Als weiteres positives Beispiel aus der Region stellte der Hasborner Ortsvorsteher Martin Backes, der sich auch als Vorsitzender der „Gemeinschaft der Ortsvereine“ engagiert, die App Dorffunk vor.

Diese wurde eingeführt, um die 44 Vereine des Ortes noch besser zu vernetzen, gleichzeitig aber auch allen Bürgerinnen und Bürgern die Möglichkeit bieten, untereinander auch über die App zu kommunizieren und sich auf schnellem Wege auszutauschen. Dies habe in Hasborn so gut geklappt, dass die App mittlerweile auf die gesamte Gemeinde Tholey ausgeweitet worden sei.

Katarina Peranic und Jan Holze zeigten sich von dem Gehörten sichtlich beeindruckt.

Aufgabe der Stiftung werden es künftig sein, zu unterstützen und zu vernetzen.

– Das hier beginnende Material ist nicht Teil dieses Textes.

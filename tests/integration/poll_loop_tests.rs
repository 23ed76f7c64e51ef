//! PollLoop against mock adapters: refresh cadence, failure policies and
//! event rate limiting.

use super::mock_hw::{Call, RecordingSink, ScriptedSource, rig, writes};

use trafficlight::app::events::{Degradation, MonitorEvent};
use trafficlight::app::poll_loop::PollLoop;
use trafficlight::app::ports::StatusSource;
use trafficlight::config::{FetchFailurePolicy, MonitorConfig};
use trafficlight::error::{Error, FetchError};
use trafficlight::light::LightState;

const DEMO_BLUE: &str = r#"{"jobs":[{"name":"demo","color":"blue"}]}"#;
const DEMO_RED: &str = r#"{"jobs":[{"name":"demo","color":"red"}]}"#;

fn config(rate: u32, policy: FetchFailurePolicy) -> MonitorConfig {
    MonitorConfig {
        server: "http://ci".into(),
        job: "demo".into(),
        refresh_rate_secs: rate,
        on_fetch_failure: policy,
        ..MonitorConfig::default()
    }
}

fn retrying<S: StatusSource>(source: S, rate: u32) -> PollLoop<S> {
    PollLoop::new(source, &config(rate, FetchFailurePolicy::Retry))
}

/// Step `ticks` times and return the ticks on which a fetch happened.
fn fetch_ticks<S: StatusSource>(poll: &mut PollLoop<S>, ticks: u32) -> Vec<u32> {
    let (mut light, mut delay, _timeline) = rig();
    let mut sink = RecordingSink::new();
    let mut fetched = Vec::new();
    for tick in 0..ticks {
        let before = poll.fetch_count();
        let _ = poll.step(&mut light, &mut delay, &mut sink);
        if poll.fetch_count() > before {
            fetched.push(tick);
        }
    }
    fetched
}

fn is_degraded(e: &MonitorEvent) -> bool {
    matches!(e, MonitorEvent::Degraded(_))
}

// ── Refresh cadence ───────────────────────────────────────────

#[test]
fn steady_state_tick_writes_once_and_holds_one_second() {
    let mut poll = retrying(ScriptedSource::always(DEMO_BLUE), 30);
    let (mut light, mut delay, timeline) = rig();
    let mut sink = RecordingSink::new();

    assert!(poll.step(&mut light, &mut delay, &mut sink).is_continue());

    assert_eq!(
        *timeline.borrow(),
        vec![Call::Write(LightState::GREEN.port_value()), Call::Sleep(1000)]
    );
}

#[test]
fn counter_resets_only_after_passing_the_refresh_rate() {
    let mut poll = retrying(ScriptedSource::always(DEMO_BLUE), 30);
    assert_eq!(fetch_ticks(&mut poll, 63), vec![0, 31, 62]);
}

#[test]
fn small_refresh_rate_fetches_every_rate_plus_one_ticks() {
    let mut poll = retrying(ScriptedSource::always(DEMO_BLUE), 3);
    assert_eq!(fetch_ticks(&mut poll, 9), vec![0, 4, 8]);
    assert_eq!(poll.tick_counter(), 1);
}

#[test]
fn status_change_shows_up_only_at_next_refresh() {
    let source = ScriptedSource::new(vec![Ok(DEMO_BLUE.into()), Ok(DEMO_RED.into())]);
    let mut poll = retrying(source, 2);
    let (mut light, mut delay, timeline) = rig();
    let mut sink = RecordingSink::new();

    for _ in 0..4 {
        let _ = poll.step(&mut light, &mut delay, &mut sink);
    }

    let green = LightState::GREEN.port_value();
    let red = LightState::RED.port_value();
    assert_eq!(writes(&timeline), vec![green, green, green, red]);
    assert_eq!(
        sink.count(|e| matches!(e, MonitorEvent::LightChanged { .. })),
        2
    );
}

#[test]
fn every_fetch_targets_the_api_url() {
    let mut poll = retrying(ScriptedSource::always(DEMO_BLUE), 1);
    assert_eq!(fetch_ticks(&mut poll, 3), vec![0, 2]);
    assert_eq!(poll.url(), "http://ci/api/json");
}

// ── Fetch failure policies ────────────────────────────────────

#[test]
fn retry_policy_blinks_and_keeps_going() {
    let source = ScriptedSource::new(vec![ScriptedSource::unreachable(), Ok(DEMO_BLUE.into())]);
    let mut poll = retrying(source, 1);
    let (mut light, mut delay, timeline) = rig();
    let mut sink = RecordingSink::new();

    assert!(poll.step(&mut light, &mut delay, &mut sink).is_continue());
    assert_eq!(poll.state(), LightState::fallback());
    assert!(matches!(poll.degradation(), Some(Degradation::FetchFailed(_))));

    // Fallback blinks with every lamp on: 0b000 then the off value.
    assert_eq!(
        *timeline.borrow(),
        vec![Call::Write(0), Call::Sleep(500), Call::Write(0b111), Call::Sleep(500)]
    );

    // Tick 1 re-drives the fallback; tick 2 refreshes.
    assert!(poll.step(&mut light, &mut delay, &mut sink).is_continue());
    assert_eq!(poll.state(), LightState::fallback());
    assert!(poll.step(&mut light, &mut delay, &mut sink).is_continue());
    assert_eq!(poll.state(), LightState::GREEN);
    assert!(poll.degradation().is_none());
}

#[test]
fn exit_policy_halts_before_driving() {
    let source = ScriptedSource::new(vec![ScriptedSource::unreachable()]);
    let mut poll = PollLoop::new(source, &config(30, FetchFailurePolicy::Exit));
    let (mut light, mut delay, timeline) = rig();
    let mut sink = RecordingSink::new();

    let flow = poll.step(&mut light, &mut delay, &mut sink);

    assert!(matches!(flow.break_value(), Some(FetchError::Transport { .. })));
    assert!(timeline.borrow().is_empty(), "nothing driven after halt");
    assert!(matches!(sink.events.last(), Some(MonitorEvent::Halted(_))));
}

#[test]
fn run_returns_fetch_error_under_exit_policy() {
    let source = ScriptedSource::new(vec![
        Ok(DEMO_BLUE.into()),
        Err(FetchError::Status {
            url: "http://ci/api/json".into(),
            status: 503,
        }),
    ]);
    let mut poll = PollLoop::new(source, &config(2, FetchFailurePolicy::Exit));
    let (mut light, mut delay, _timeline) = rig();
    let mut sink = RecordingSink::new();

    let Err(err) = poll.run(&mut light, &mut delay, &mut sink);

    assert!(matches!(err, Error::Fetch(FetchError::Status { status: 503, .. })));
    // Ticks 0..=2 drive; the failed refresh on tick 3 stops before driving.
    assert_eq!(poll.tick_count(), 3);
    assert!(matches!(sink.events.first(), Some(MonitorEvent::Started { .. })));
}

// ── Event rate limiting ───────────────────────────────────────

#[test]
fn repeated_failure_is_reported_once() {
    let source = ScriptedSource::new(vec![ScriptedSource::unreachable()]);
    let mut poll = retrying(source, 1);
    let (mut light, mut delay, _timeline) = rig();
    let mut sink = RecordingSink::new();

    for _ in 0..6 {
        let _ = poll.step(&mut light, &mut delay, &mut sink);
    }

    assert_eq!(poll.fetch_count(), 3);
    assert_eq!(sink.count(is_degraded), 1);
}

#[test]
fn change_of_failure_kind_is_reported_again() {
    let source = ScriptedSource::new(vec![
        ScriptedSource::unreachable(),
        Ok("<html>maintenance</html>".into()),
        Ok(r#"{"jobs":[]}"#.into()),
    ]);
    let mut poll = retrying(source, 1);
    let (mut light, mut delay, _timeline) = rig();
    let mut sink = RecordingSink::new();

    // Refreshes on ticks 0, 2, 4 and 6.
    for _ in 0..7 {
        let _ = poll.step(&mut light, &mut delay, &mut sink);
    }

    let kinds: Vec<_> = sink
        .events
        .iter()
        .filter_map(|e| match e {
            MonitorEvent::Degraded(d) => Some(d.clone()),
            _ => None,
        })
        .collect();
    assert_eq!(poll.fetch_count(), 4);
    assert_eq!(kinds.len(), 3);
    assert!(matches!(kinds[0], Degradation::FetchFailed(_)));
    assert!(matches!(kinds[1], Degradation::ParseFailed(_)));
    assert_eq!(kinds[2], Degradation::UnknownJob("demo".into()));
}

#[test]
fn recovery_is_reported_once() {
    let source = ScriptedSource::new(vec![ScriptedSource::unreachable(), Ok(DEMO_RED.into())]);
    let mut poll = retrying(source, 1);
    let (mut light, mut delay, _timeline) = rig();
    let mut sink = RecordingSink::new();

    for _ in 0..6 {
        let _ = poll.step(&mut light, &mut delay, &mut sink);
    }

    assert_eq!(sink.count(|e| *e == MonitorEvent::Recovered), 1);
    assert_eq!(poll.state(), LightState::RED);
}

„Die Menschen können voneinander profitieren wenn sie sich austauschen.“ Die im Tholeyer Rathaus vorgestellten Projekte seien positive Beispiele, die auch in anderen Regionen funktionieren können.

Von Tholey ging die Reise von Katarina Peranic und Jan Holze weiter nach Illingen ins dortige Rathaus. Im Anschluss standen Besuche in Saarbrücken mit Abgeordneten des Landestages, Ministerpräsident Tobias Hans sowie Vertretern der Landesarbeitsgemeinschaft „Pro Ehrenamt“ auf der Agenda.